I suppose that, given that the only way the AP is likely to survive is by
government fiat, this could be a perverse form of lobbying. It's a publicity
stunt.

Step A: Try to demonstrate that all the headlines on the web were originally
written by you.

Step B: Argue that this makes your organization indispensable -- when you go
out of business, trains and buses will stop running, the sun will stand still
in the sky, cancer will never be cured.

Step C: To draw attention to your argument: Scream, shout, jump on chairs, sue
everyone in sight. When none of this works: Decry the lawlessness of society,
demand protection.

Step D: ???

Step E: Government action!

The smartest members of the music industry (but not, alas, the influential
ones) have said for years that the realistic way forward is a blanket
licensing scheme: Each of us gets the right to download and play whatever we
want, and in return we're legally obligated to pay an annual fee to some
ASCAP-like organization that divides the money up among music publishers. Now,
I like this idea, but the obvious downside is: Who is a music publisher, and
how do we figure out how to divide the money?
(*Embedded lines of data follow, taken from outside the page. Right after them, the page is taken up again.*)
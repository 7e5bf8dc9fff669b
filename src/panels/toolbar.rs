use crate::overlay::Overlay;
use egui;

/// Floating toolbar in the top right corner
pub fn toolbar(overlay: &mut Overlay, ctx: &egui::Context) {
    egui::Area::new(egui::Id::new("overlay_toolbar"))
        .anchor(egui::Align2::RIGHT_TOP, egui::vec2(-16.0, 16.0))
        .show(ctx, |ui| {
            egui::Frame::popup(ui.style()).show(ui, |ui| {
                ui.horizontal(|ui| {
                    if ui.button("Clear ink").clicked() {
                        log::info!("Ink cleared from toolbar");
                        overlay.clear_ink();
                    }

                    // Only offered when a confetti backend was found at startup
                    if overlay.effects().confetti.is_available() && ui.button("🎉").clicked() {
                        let screen = ctx.screen_rect();
                        let origin = egui::pos2(
                            screen.center().x,
                            screen.top() + screen.height() * 0.8,
                        );
                        overlay.celebrate(origin);
                    }

                    let mut running = overlay.frame_loop().is_running();
                    if ui.checkbox(&mut running, "Trail").changed() {
                        if running {
                            overlay.frame_loop_mut().start();
                        } else {
                            overlay.frame_loop_mut().stop();
                        }
                    }
                });

                ui.separator();

                let trail = overlay.trail();
                ui.horizontal(|ui| {
                    ui.label(format!("Particles: {}", trail.len()));
                    ui.label(format!("Evicted: {}", trail.evicted()));
                });
                ui.label(format!("Frames: {}", overlay.frame_loop().frames()));
            });
        });
}
use egui::Pos2;
use uuid::Uuid;

use super::{DragController, Sticker};
use crate::config::StickerConfig;

#[derive(Debug, Clone)]
struct DragEntry {
    sticker: Sticker,
    controller: DragController,
}

/// All draggable stickers, each paired with its own controller.
///
/// Presses go to the topmost sticker under the pointer only. Moves and
/// releases are broadcast to every controller.
#[derive(Debug, Clone, Default)]
pub struct DragBoard {
    entries: Vec<DragEntry>,
}

impl DragBoard {
    pub fn new() -> Self {
        Self::default()
    }

    pub fn from_config(stickers: &[StickerConfig]) -> Self {
        let mut board = Self::new();
        for config in stickers {
            board.add(Sticker::from_config(config));
        }
        board
    }

    /// Adds a sticker on top of the others
    pub fn add(&mut self, sticker: Sticker) -> Uuid {
        let id = sticker.id();
        self.entries.push(DragEntry {
            sticker,
            controller: DragController::new(),
        });
        id
    }

    pub fn len(&self) -> usize {
        self.entries.len()
    }

    pub fn is_empty(&self) -> bool {
        self.entries.is_empty()
    }

    /// Stickers bottom to top
    pub fn stickers(&self) -> impl Iterator<Item = &Sticker> {
        self.entries.iter().map(|e| &e.sticker)
    }

    pub fn sticker(&self, id: Uuid) -> Option<&Sticker> {
        self.entry(id).map(|e| &e.sticker)
    }

    pub fn controller(&self, id: Uuid) -> Option<&DragController> {
        self.entry(id).map(|e| &e.controller)
    }

    pub fn is_dragging(&self, id: Uuid) -> bool {
        self.entry(id).is_some_and(|e| e.controller.is_dragging())
    }

    pub fn any_dragging(&self) -> bool {
        self.entries.iter().any(|e| e.controller.is_dragging())
    }

    /// Topmost sticker containing `pos`
    pub fn hit_test(&self, pos: Pos2) -> Option<&Sticker> {
        self.entries
            .iter()
            .rev()
            .map(|e| &e.sticker)
            .find(|s| s.contains(pos))
    }

    /// Starts dragging the topmost sticker under `pos`, if any, and returns its id.
    pub fn pointer_down(&mut self, pos: Pos2) -> Option<Uuid> {
        let entry = self
            .entries
            .iter_mut()
            .rev()
            .find(|e| e.sticker.contains(pos))?;
        entry.controller.on_drag_start(pos, &mut entry.sticker);
        log::debug!("Started dragging sticker '{}'", entry.sticker.label());
        Some(entry.sticker.id())
    }

    /// Forwards a move to every controller. Returns true if any sticker moved.
    pub fn pointer_move(&mut self, pos: Pos2) -> bool {
        let mut consumed = false;
        for entry in &mut self.entries {
            consumed |= entry.controller.on_drag_move(pos, &mut entry.sticker);
        }
        consumed
    }

    /// Ends every drag in progress
    pub fn pointer_up(&mut self) {
        for entry in &mut self.entries {
            if entry.controller.is_dragging() {
                log::debug!(
                    "Dropped sticker '{}' at offset {:?}",
                    entry.sticker.label(),
                    entry.sticker.transform().translation
                );
            }
            entry.controller.on_drag_end(&mut entry.sticker);
        }
    }

    fn entry(&self, id: Uuid) -> Option<&DragEntry> {
        self.entries.iter().find(|e| e.sticker.id() == id)
    }
}
use egui::{Pos2, Vec2};

use crate::config::OverlayConfig;
use crate::drag::DragBoard;
use crate::effects::Effects;
use crate::error::{OverlayError, OverlayResult};
use crate::frame_loop::FrameLoop;
use crate::ink::InkCanvas;
use crate::input::InputEvent;
use crate::resize::ResizeCoordinator;
use crate::surface::{RasterSurface, ShapeSurface};
use crate::trail::ParticleTrail;

/// Collects the pieces an [`Overlay`] is made of.
///
/// Both surfaces are required; building without one fails right away rather
/// than on the first pointer event.
#[derive(Default)]
pub struct OverlayBuilder {
    config: OverlayConfig,
    trail_surface: Option<ShapeSurface>,
    ink_surface: Option<RasterSurface>,
    effects: Option<Effects>,
    seed: Option<u64>,
}

impl OverlayBuilder {
    pub fn config(mut self, config: OverlayConfig) -> Self {
        self.config = config;
        self
    }

    pub fn trail_surface(mut self, surface: ShapeSurface) -> Self {
        self.trail_surface = Some(surface);
        self
    }

    pub fn ink_surface(mut self, surface: RasterSurface) -> Self {
        self.ink_surface = Some(surface);
        self
    }

    /// Overrides effect detection
    pub fn effects(mut self, effects: Effects) -> Self {
        self.effects = Some(effects);
        self
    }

    /// Makes particle sampling deterministic
    pub fn seed(mut self, seed: u64) -> Self {
        self.seed = Some(seed);
        self
    }

    pub fn build(self) -> OverlayResult<Overlay> {
        self.config.validate()?;
        let trail_surface = self
            .trail_surface
            .ok_or(OverlayError::MissingResource("trail surface"))?;
        let ink_surface = self
            .ink_surface
            .ok_or(OverlayError::MissingResource("ink surface"))?;

        let trail = match self.seed {
            Some(seed) => ParticleTrail::with_seed(self.config.trail.clone(), seed)?,
            None => ParticleTrail::new(self.config.trail.clone())?,
        };
        let effects = self
            .effects
            .unwrap_or_else(|| Effects::detect(&self.config.effects));

        let mut frame_loop = FrameLoop::new();
        frame_loop.start();

        log::info!(
            "Overlay ready with {} stickers, particle cap {}",
            self.config.stickers.len(),
            self.config.trail.max_particles
        );

        Ok(Overlay {
            trail,
            trail_surface,
            frame_loop,
            ink: InkCanvas::new(ink_surface, self.config.ink.style()),
            board: DragBoard::from_config(&self.config.stickers),
            resize: ResizeCoordinator::new(),
            effects,
        })
    }
}

/// Everything pointer-reactive on the page, independent of any window.
///
/// Each layer owns its own state; events are routed here and fanned out.
pub struct Overlay {
    trail: ParticleTrail,
    trail_surface: ShapeSurface,
    frame_loop: FrameLoop,
    ink: InkCanvas<RasterSurface>,
    board: DragBoard,
    resize: ResizeCoordinator,
    effects: Effects,
}

impl Overlay {
    pub fn builder() -> OverlayBuilder {
        OverlayBuilder::default()
    }

    /// Overlay with fresh, empty surfaces. They get sized on the first viewport update.
    pub fn from_config(config: OverlayConfig) -> OverlayResult<Self> {
        Self::builder()
            .config(config)
            .trail_surface(ShapeSurface::new([0, 0]))
            .ink_surface(RasterSurface::new([0, 0]))
            .build()
    }

    pub fn handle_events(&mut self, events: &[InputEvent]) {
        for event in events {
            self.handle_event(event);
        }
    }

    pub fn handle_event(&mut self, event: &InputEvent) {
        match event {
            InputEvent::PointerDown(_) => {
                let Some(pos) = event.position() else {
                    return;
                };
                if let Some(id) = self.board.pointer_down(pos) {
                    if let Some(sticker) = self.board.sticker(id) {
                        self.effects.annotation.highlight(sticker.rect());
                    }
                } else {
                    self.ink.start(pos);
                }
            }
            InputEvent::PointerMove(_) => {
                let Some(pos) = event.position() else {
                    return;
                };
                self.trail.spawn(pos);
                if !self.board.pointer_move(pos) {
                    self.ink.draw(pos);
                }
            }
            InputEvent::PointerUp | InputEvent::PointerGone => {
                self.board.pointer_up();
                self.ink.end();
            }
        }
    }

    /// Keeps both surfaces at the viewport size. Returns true if they were resized (and wiped).
    pub fn on_viewport(&mut self, size: Vec2) -> bool {
        self.resize
            .observe(size, &mut self.trail_surface, self.ink.surface_mut())
    }

    /// Forces a resize, as a window resize event would
    pub fn resize(&mut self, size: Vec2) {
        self.resize
            .apply(size, &mut self.trail_surface, self.ink.surface_mut());
    }

    /// Runs one frame of the trail (and any effect in flight).
    ///
    /// Returns whether another frame should be scheduled.
    pub fn step_frame(&mut self) -> bool {
        if !self.frame_loop.step(&mut self.trail, &mut self.trail_surface) {
            return false;
        }
        self.effects.confetti.paint(&mut self.trail_surface);
        true
    }

    pub fn clear_ink(&mut self) {
        self.ink.clear();
    }

    /// Fires the confetti effect, if there is one
    pub fn celebrate(&mut self, origin: Pos2) {
        self.effects.confetti.burst(origin);
    }

    pub fn trail(&self) -> &ParticleTrail {
        &self.trail
    }

    pub fn trail_surface(&self) -> &ShapeSurface {
        &self.trail_surface
    }

    pub fn frame_loop(&self) -> &FrameLoop {
        &self.frame_loop
    }

    pub fn frame_loop_mut(&mut self) -> &mut FrameLoop {
        &mut self.frame_loop
    }

    pub fn ink(&self) -> &InkCanvas<RasterSurface> {
        &self.ink
    }

    pub fn board(&self) -> &DragBoard {
        &self.board
    }

    pub fn effects(&self) -> &Effects {
        &self.effects
    }

    pub fn effects_mut(&mut self) -> &mut Effects {
        &mut self.effects
    }
}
You've got to come up with some
kind of ground rules. There's going to be a lot of people working the refs.
Perhaps the AP has concluded that such a scheme is their only hope and is
trying to make sure they're positioned to argue that the ground rules should
favor them.

Or, you know, there's the idiot theory. Still might be the best one, really.
Occam's Razor and all that.

The thing which really makes AP sound like a mental patient is all this raving
about the "wrapper" technology that will magically track down uses of their
content on the web. But I'm not necessarily convinced they they really believe
in the Easter Bunny, phlogiston, or digital watermarks for _plain text_.
Perhaps this talk about magical "wrappers" is just a face-saving attempt to
say "we will find you if you quote our material" _without_ having to say
"...and we will use Google to do it, of course, just like everyone else does.
Of course, our publicly-stated belief is that Google is an unethical leech and
that they should be paying us money every time they return a search containing
some of our writing. But of course _we_ won't be paying anyone _else_ for the
writing that _we_ find using Google, because we're special and besides we
don't have any money."

Actually, that explanation still sounds like the raving of a mental patient.
It all keeps coming back to the idiot theory.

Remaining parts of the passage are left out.